US 11,734,574 B1
	Neural Bregman divergences for distance learning
Fred Sun Lu, Camas, WA (US); and Edward Simon Paster Raff, Jamesville, NY (US)
Assigned to BOOZ ALLEN HAMILTON INC., McLean, VA (US)
Filed by Booz Allen Hamilton Inc., McLean, VA (US)
Filed on Mar. 8, 2022, as Appl. No. 17/689,185.
Int. Cl. G06N 3/084 (2023.01); G06N 3/048 (2023.01)
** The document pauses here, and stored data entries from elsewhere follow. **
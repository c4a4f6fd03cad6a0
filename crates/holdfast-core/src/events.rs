use chrono::{DateTime, Utc};
use serde::{Deserialize, Serialize};
use uuid::Uuid;

use crate::task::TaskId;

/// Every externally visible state change produces an Event.
/// Front ends render from them; the CLI prints them as JSON lines.
#[derive(Debug, Clone, PartialEq, Serialize, Deserialize)]
#[serde(tag = "type", rename_all = "snake_case")]
pub enum Event {
    GestureStarted {
        task_id: TaskId,
        at: DateTime<Utc>,
    },
    /// A press began while another task was holding or decaying.
    GestureSuperseded {
        abandoned: TaskId,
        by: TaskId,
        at: DateTime<Utc>,
    },
    GestureReleased {
        task_id: TaskId,
        progress: f64,
        at: DateTime<Utc>,
    },
    Committed {
        task_id: TaskId,
        at: DateTime<Utc>,
    },
    PanicTriggered {
        task_id: TaskId,
        at: DateTime<Utc>,
    },
    CompletionChanged {
        task_id: TaskId,
        done: bool,
        at: DateTime<Utc>,
    },
    /// The remote write failed and the optimistic flip was undone.
    CompletionRolledBack {
        task_id: TaskId,
        done: bool,
        message: String,
        at: DateTime<Utc>,
    },
    TasksRefreshed {
        count: usize,
        at: DateTime<Utc>,
    },
    CameraLive {
        session_id: Uuid,
        caption: String,
        at: DateTime<Utc>,
    },
    CameraFailed {
        session_id: Uuid,
        message: String,
        at: DateTime<Utc>,
    },
    CaptionHidden {
        session_id: Uuid,
        at: DateTime<Utc>,
    },
    PhotoCaptured {
        session_id: Uuid,
        bytes: usize,
        cache_key: String,
        at: DateTime<Utc>,
    },
    /// The capture trigger fired but a guard or precondition stopped it.
    CaptureSkipped {
        session_id: Uuid,
        reason: String,
        at: DateTime<Utc>,
    },
    UploadStarted {
        session_id: Uuid,
        at: DateTime<Utc>,
    },
    UploadSucceeded {
        session_id: Uuid,
        url: String,
        at: DateTime<Utc>,
    },
    UploadFailed {
        session_id: Uuid,
        message: String,
        at: DateTime<Utc>,
    },
    PunishmentReady {
        session_id: Uuid,
        url: String,
        at: DateTime<Utc>,
    },
    PunishmentFailed {
        session_id: Uuid,
        message: String,
        at: DateTime<Utc>,
    },
    PopupClosed {
        session_id: Uuid,
        task_id: TaskId,
        at: DateTime<Utc>,
    },
}

/// Convert a driver timestamp into the event clock.
pub fn at(now_ms: u64) -> DateTime<Utc> {
    DateTime::<Utc>::from_timestamp_millis(now_ms as i64).unwrap_or_default()
}

#[cfg(test)]
mod tests {
    use super::*;

    #[test]
    fn events_are_tagged_snake_case() {
        let ev = Event::PanicTriggered {
            task_id: TaskId::from("read"),
            at: at(2_500),
        };
        let json = serde_json::to_value(&ev).unwrap();
        assert_eq!(json["type"], "panic_triggered");
        assert_eq!(json["task_id"], "read");
        assert_eq!(json["at"], "1970-01-01T00:00:02.500Z");
    }
}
CPC G06N 3/084 (2013.01) [G06N 3/048 (2023.01)]

12 Claims

1. A method for configuring a computer for data similarity determination using Bregman divergence, the method comprising:

storing a data set, the data set having plural data pairs with one or more data points corresponding to one or more features, wherein a first given feature of a first piece of data in a first data pair has a known target distance to a second given feature of a second piece of data in the first data pair; and

training an input convex neural network (ICNN) using the data set, the ICNN having one or more parameters, wherein training the ICNN includes:

for each data pair within the data set:

extracting one or more features for each piece of data in the first data pair;

generating an empirical Bregman divergence for the data pair; and

computing one or more gradients between the one or more features within the first data pair based on the known target distance between the one or more features of the first data pair and the empirical Bregman divergence, the one or more gradients being computed using double backpropagation, automatic differentiation to compute the one or more gradients with respect to one or more data inputs, and a dot-product between the one or more gradients and another value;

generating a trained ICNN configured to output an arbitrary Bregman divergence function within a space of all possible Bregman divergences for a data pair based on the one or more gradients;

receiving a data file, the data file having one or more features;

inputting the data file into the trained ICNN;

generating a Bregman function for each of the one or more features of the data file, the one or more features including at least one of curvature and angularity;

calculating a distance between the one or more features of the data file and the one or more data points of the plural data pairs; and

outputting a classification of the data file based on the calculated distance.